Jumat, 27 Juli 2012

SHALAWAT RODAT


SHALAWAT RODAT
Oleh : Muhammad Ridho Rachman (0806343973)

Datangnya agama Islam secara langsung telah mengganti sistem-sistem  yang telah ada di suatu wilayah, tidak terkecuali di Indonesia. Menurut Ahmad Fadli dalam tesisnya, [1]Di Indonesia-dan Asia Tenggara pada umumnya-Islam masuk bermazhab Imam Syafii beraliran Ahli Sunnah wal Jamaah yang cenderung lebih toleran dan inklusif serta menghargai budaya dan tradisi lokal.
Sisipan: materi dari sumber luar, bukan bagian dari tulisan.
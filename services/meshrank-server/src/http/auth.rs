//! Account/session endpoints (C9). Email/password is the only fully wired
//! login path; Google OAuth is out of scope (see the module spec's
//! non-goals) and its routes return a stub response rather than 404 so a
//! front-end can detect "not configured" instead of "not found".

use std::sync::Arc;

use axum::extract::State;
use axum::http::{HeaderMap, StatusCode};
use axum::response::IntoResponse;
use axum::Json;
use chrono::{Duration, Utc};
use serde::{Deserialize, Serialize};
use serde_json::{json, Value};

use crate::auth;
use crate::error::{AppError, AppResult};
use crate::http::util;
use crate::state::AppState;

const SESSION_TTL_DAYS: i64 = 30;

#[derive(Debug, Deserialize)]
pub struct Credentials {
    email: String,
    password: String,
}

#[derive(Debug, Serialize)]
pub struct SessionResponse {
    token: String,
    is_admin: bool,
}

fn issue_session(conn: &rusqlite::Connection, user_id: i64) -> AppResult<String> {
    let token = auth::generate_session_token();
    let now = Utc::now();
    conn.execute(
        "INSERT INTO sessions (token, user_id, created_at, expires_at) VALUES (?1, ?2, ?3, ?4)",
        rusqlite::params![
            auth::hash_token(&token),
            user_id,
            now.to_rfc3339(),
            (now + Duration::days(SESSION_TTL_DAYS)).to_rfc3339(),
        ],
    )?;
    Ok(token)
}

/// `POST /api/auth/login`.
pub async fn login(
    State(state): State<Arc<AppState>>,
    Json(body): Json<Credentials>,
) -> AppResult<Json<SessionResponse>> {
    let storage = state.storage.clone();
    let resp = tokio::task::spawn_blocking(move || -> AppResult<SessionResponse> {
        let db = storage.db.lock().expect("db mutex poisoned");
        let row: Option<(i64, String, bool)> = db
            .conn()
            .query_row(
                "SELECT id, password_hash, is_admin FROM users WHERE email = ?1",
                [&body.email],
                |row| Ok((row.get(0)?, row.get(1)?, row.get::<_, i64>(2)? != 0)),
            )
            .ok();
        let (user_id, password_hash, is_admin) =
            row.ok_or(AppError::Unauthorized).and_then(|r| {
                if auth::verify_password(&body.password, &r.1) {
                    Ok(r)
                } else {
                    Err(AppError::Unauthorized)
                }
            })?;
        let token = issue_session(db.conn(), user_id)?;
        let _ = password_hash;
        Ok(SessionResponse { token, is_admin })
    })
    .await
    .map_err(|e| AppError::Internal(format!("login task panicked: {e}")))??;
    Ok(Json(resp))
}

/// `POST /api/auth/register`: creates the account and signs it in immediately.
pub async fn register(
    State(state): State<Arc<AppState>>,
    Json(body): Json<Credentials>,
) -> AppResult<Json<SessionResponse>> {
    if body.password.len() < 8 {
        return Err(AppError::BadRequest("password must be at least 8 characters".to_owned()));
    }
    let storage = state.storage.clone();
    let resp = tokio::task::spawn_blocking(move || -> AppResult<SessionResponse> {
        let db = storage.db.lock().expect("db mutex poisoned");
        let password_hash = auth::hash_password(&body.password);
        let now = Utc::now().to_rfc3339();
        let inserted = db.conn().execute(
            "INSERT OR IGNORE INTO users (email, password_hash, is_admin, created_at) VALUES (?1, ?2, 0, ?3)",
            rusqlite::params![body.email, password_hash, now],
        )?;
        if inserted == 0 {
            return Err(AppError::BadRequest("email already registered".to_owned()));
        }
        let user_id = db.conn().last_insert_rowid();
        let token = issue_session(db.conn(), user_id)?;
        Ok(SessionResponse { token, is_admin: false })
    })
    .await
    .map_err(|e| AppError::Internal(format!("register task panicked: {e}")))??;
    Ok(Json(resp))
}

/// `POST /api/auth/logout`: revokes the bearer session, if any.
pub async fn logout(State(state): State<Arc<AppState>>, headers: HeaderMap) -> AppResult<Json<Value>> {
    let raw = headers
        .get(axum::http::header::AUTHORIZATION)
        .and_then(|v| v.to_str().ok())
        .and_then(auth::extract_bearer)
        .map(str::to_owned);
    let Some(raw) = raw else {
        return Ok(Json(json!({ "ok": true })));
    };
    let storage = state.storage.clone();
    tokio::task::spawn_blocking(move || -> AppResult<()> {
        let db = storage.db.lock().expect("db mutex poisoned");
        db.conn()
            .execute("DELETE FROM sessions WHERE token = ?1", [auth::hash_token(&raw)])?;
        Ok(())
    })
    .await
    .map_err(|e| AppError::Internal(format!("logout task panicked: {e}")))??;
    Ok(Json(json!({ "ok": true })))
}

#[derive(Debug, Serialize)]
pub struct MeResponse {
    user_id: i64,
    email: String,
    is_admin: bool,
}

/// `GET /api/auth/me`.
pub async fn me(State(state): State<Arc<AppState>>, headers: HeaderMap) -> AppResult<Json<MeResponse>> {
    let storage = state.storage.clone();
    let resp = tokio::task::spawn_blocking(move || -> AppResult<MeResponse> {
        let db = storage.db.lock().expect("db mutex poisoned");
        let claims = util::current_session(db.conn(), &headers)?;
        let email: String = db.conn().query_row(
            "SELECT email FROM users WHERE id = ?1",
            [claims.user_id],
            |row| row.get(0),
        )?;
        Ok(MeResponse {
            user_id: claims.user_id,
            email,
            is_admin: claims.is_admin,
        })
    })
    .await
    .map_err(|e| AppError::Internal(format!("me task panicked: {e}")))??;
    Ok(Json(resp))
}

/// `POST /api/auth/google-id-token`, `GET /api/auth/oauth/google[/callback]`:
/// Google sign-in is not wired up in this deployment; report that plainly
/// instead of a bare 404 so the front-end can hide the button.
pub async fn google_id_token(State(state): State<Arc<AppState>>) -> impl IntoResponse {
    oauth_stub(&state)
}

pub async fn oauth_google(State(state): State<Arc<AppState>>) -> impl IntoResponse {
    oauth_stub(&state)
}

pub async fn oauth_google_callback(State(state): State<Arc<AppState>>) -> impl IntoResponse {
    oauth_stub(&state)
}

fn oauth_stub(state: &Arc<AppState>) -> impl IntoResponse {
    (
        StatusCode::NOT_IMPLEMENTED,
        Json(json!({
            "ok": false,
            "configured": state.config.google_client_id.is_some(),
            "message": "google sign-in is not available on this deployment",
        })),
    )
}

#[cfg(test)]
mod tests {
    use super::*;
    use crate::config::Config;
    use crate::db::Db;
    use crate::storage::Storage;

    fn test_state() -> Arc<AppState> {
        let config = Config::from_env_with(|_| None).unwrap();
        let db = Db::open_in_memory(false).unwrap();
        let dir = tempfile::tempdir().unwrap();
        let storage = Storage::new(db, dir.path());
        Arc::new(AppState::new(config, storage, dir.path().join("observer.ndjson")))
    }

    #[tokio::test]
    async fn register_then_login_round_trips() {
        let state = test_state();
        let reg = register(
            State(state.clone()),
            Json(Credentials {
                email: "a@b.com".into(),
                password: "longenough1".into(),
            }),
        )
        .await
        .unwrap();
        assert!(!reg.is_admin);

        let login_resp = login(
            State(state),
            Json(Credentials {
                email: "a@b.com".into(),
                password: "longenough1".into(),
            }),
        )
        .await
        .unwrap();
        assert_ne!(login_resp.token, reg.token);
    }

    #[tokio::test]
    async fn login_rejects_wrong_password() {
        let state = test_state();
        register(
            State(state.clone()),
            Json(Credentials {
                email: "a@b.com".into(),
                password: "longenough1".into(),
            }),
        )
        .await
        .unwrap();
        let err = login(
            State(state),
            Json(Credentials {
                email: "a@b.com".into(),
                password: "wrongpassword".into(),
            }),
        )
        .await
        .unwrap_err();
        assert!(matches!(err, AppError::Unauthorized));
    }

    #[tokio::test]
    async fn register_rejects_short_passwords() {
        let state = test_state();
        let err = register(
            State(state),
            Json(Credentials {
                email: "a@b.com".into(),
                password: "short".into(),
            }),
        )
        .await
        .unwrap_err();
        assert!(matches!(err, AppError::BadRequest(_)));
    }

    #[tokio::test]
    async fn register_rejects_duplicate_email() {
        let state = test_state();
        register(
            State(state.clone()),
            Json(Credentials {
                email: "a@b.com".into(),
                password: "longenough1".into(),
            }),
        )
        .await
        .unwrap();
        let err = register(
            State(state),
            Json(Credentials {
                email: "a@b.com".into(),
                password: "longenough2".into(),
            }),
        )
        .await
        .unwrap_err();
        assert!(matches!(err, AppError::BadRequest(_)));
    }

    #[tokio::test]
    async fn me_requires_a_session() {
        let state = test_state();
        let err = me(State(state), HeaderMap::new()).await.unwrap_err();
        assert!(matches!(err, AppError::Unauthorized));
    }
}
Percampuran nilai-nilai kebudayaan lokal dengan ritual keagamaan menghasilkan suatu kemasan baru yang berbeda dari tempat asal agama Islam di Timur Tengah. Dengan mengenyampingkan alasan puritansi nilai sebuah agama, pengadaptasian nilai budaya lokal terhadap agama Islam memang menggambarkan jelas bagaimana sebenarnya tingkat intelektualitas suatu masyarakat dalam berbudaya.
Peringatan maulid Nabi Muhamad SAW merupakan perayaan meriah yang di selenggarakan masyarakat di Indonesia. Acara mengenang hari kelahiran dan kematian dilaksanakan dengan cara yang berbeda dengan di wilayah asalnya, Timur Tengah. Bahkan di beberapa wilayah asal Islam, tidak ada perayaan terhadap hari kelahiran pemimpin agama Islam tersebut.
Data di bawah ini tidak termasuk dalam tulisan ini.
use serde::{Deserialize, Serialize};

/// The envelope every non-2xx JSON response on the HTTP surface carries:
/// `{"code": "...", "message": "...", "details": ...}`.
#[derive(Debug, Clone, PartialEq, Serialize, Deserialize)]
pub struct HttpErrorEnvelope {
    pub code: String,
    pub message: String,
    #[serde(default, skip_serializing_if = "Option::is_none")]
    pub details: Option<serde_json::Value>,
}

impl HttpErrorEnvelope {
    pub fn new(code: impl Into<String>, message: impl Into<String>) -> Self {
        Self {
            code: code.into(),
            message: message.into(),
            details: None,
        }
    }

    pub fn with_details(mut self, details: serde_json::Value) -> Self {
        self.details = Some(details);
        self
    }
}

#[cfg(test)]
mod tests {
    use super::*;

    #[test]
    fn serializes_without_details_field_when_none() {
        let env = HttpErrorEnvelope::new("not_found", "no such stream");
        let v = serde_json::to_value(&env).unwrap();
        assert!(v.get("details").is_none());
    }

    #[test]
    fn serializes_with_details_when_present() {
        let env = HttpErrorEnvelope::new("bad_request", "bad field")
            .with_details(serde_json::json!({"field": "ts"}));
        let v = serde_json::to_value(&env).unwrap();
        assert_eq!(v["details"]["field"], "ts");
    }
}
Banyak sekali cara-cara yang dilakukan yang pada intinya perayaan maulid merupakan kegiatan mengenang sosok Nabi Muhammad dengan membaca kitab-kitab yang berisi kisah hidup Nabi. Namun, cara-cara yang berbeda dilakukan masing-masing wilayah sesuai dengan kebudayaan masing-masing. Ada beberapa jenis perayaan yang dilakukan masyarakat yang berhasil penulis dapatkan, Sholawat Montro yang berasal dari daerah Bantul, Sholawat Jawi dari daerah Pleret dan juga di daerah Bantul, Sholawat Maulud, dan Sholawat Rodat dari daerah Jejeran, Wonokromo dan juga Bantul. Dalam tulisan ini akan dijelaskan mengenai kesenian Sholawat Rodat yang ternyata tidak hanya ada di wilayah Yogyakarta, namun juga ditemukan di daerah Palembang.
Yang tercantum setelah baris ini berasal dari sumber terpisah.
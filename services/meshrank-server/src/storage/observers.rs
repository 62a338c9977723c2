use std::collections::HashMap;
use std::time::{Duration, Instant};

use meshrank_geo::Gps;
use meshrank_protocol::Observer;
use rusqlite::Connection;

use crate::db::DbError;

const OBSERVER_CACHE_TTL: Duration = Duration::from_secs(30);

#[derive(Debug, Clone, Default)]
pub struct ObserverSnapshot {
    pub by_id: HashMap<String, Observer>,
    pub updated_at: String,
}

#[derive(Default)]
pub struct ObserverCache {
    snapshot: Option<ObserverSnapshot>,
    fetched_at: Option<Instant>,
}

impl ObserverCache {
    pub fn invalidate(&mut self) {
        self.fetched_at = None;
    }

    pub fn read(&mut self, conn: &Connection) -> Result<ObserverSnapshot, DbError> {
        if let (Some(snap), Some(at)) = (&self.snapshot, self.fetched_at) {
            if at.elapsed() < OBSERVER_CACHE_TTL {
                return Ok(snap.clone());
            }
        }
        // Observers are derived from message_observers activity; there is no
        // standalone `observers` table, so this aggregates from the join
        // table plus any GPS an admin has attached via geoscore_observer_homes.
        let mut stmt = conn.prepare(
            "SELECT mo.observer_id, min(mo.ts), max(mo.ts), count(*), h.gps_lat, h.gps_lon \
             FROM message_observers mo \
             LEFT JOIN geoscore_observer_homes h ON h.observer_id = mo.observer_id \
             GROUP BY mo.observer_id",
        )?;
        let rows = stmt.query_map([], |row| {
            let lat: Option<f64> = row.get(4)?;
            let lon: Option<f64> = row.get(5)?;
            Ok(Observer {
                id: row.get(0)?,
                first_seen: row.get::<_, Option<String>>(1)?.unwrap_or_default(),
                last_seen: row.get::<_, Option<String>>(2)?.unwrap_or_default(),
                count: row.get::<_, i64>(3)? as u64,
                gps: lat.zip(lon).map(|(lat, lon)| Gps::new(lat, lon)),
                best_repeater_pub: None,
            })
        })?;
        let mut by_id = HashMap::new();
        let mut updated_at = String::new();
        for row in rows {
            let observer = row?;
            updated_at = observer.last_seen.clone().max(updated_at);
            by_id.insert(observer.id.clone(), observer);
        }
        let snapshot = ObserverSnapshot { by_id, updated_at };
        self.snapshot = Some(snapshot.clone());
        self.fetched_at = Some(Instant::now());
        Ok(snapshot)
    }
}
Rodat merupakan salah satu kesenian tradisi di kalangan ummat Islam. Kesenian ini berkembang seiring dengan tradisi memperingati Maulid Nabi dan hari-hari besar Islam lainnya di kalangan umat Islam. Kesenian ini menggunakan syair atau syiiran berbahasa arab yang bersumber dari Kitab Al-Berzanji, sebuah kitab sastra yang masyhur di kalangan ummat Islam. Isi dari shalawat rodat adalah bacaan shalawat yang merupakan puji-pujian terhadap Nabi Muhammad SAW.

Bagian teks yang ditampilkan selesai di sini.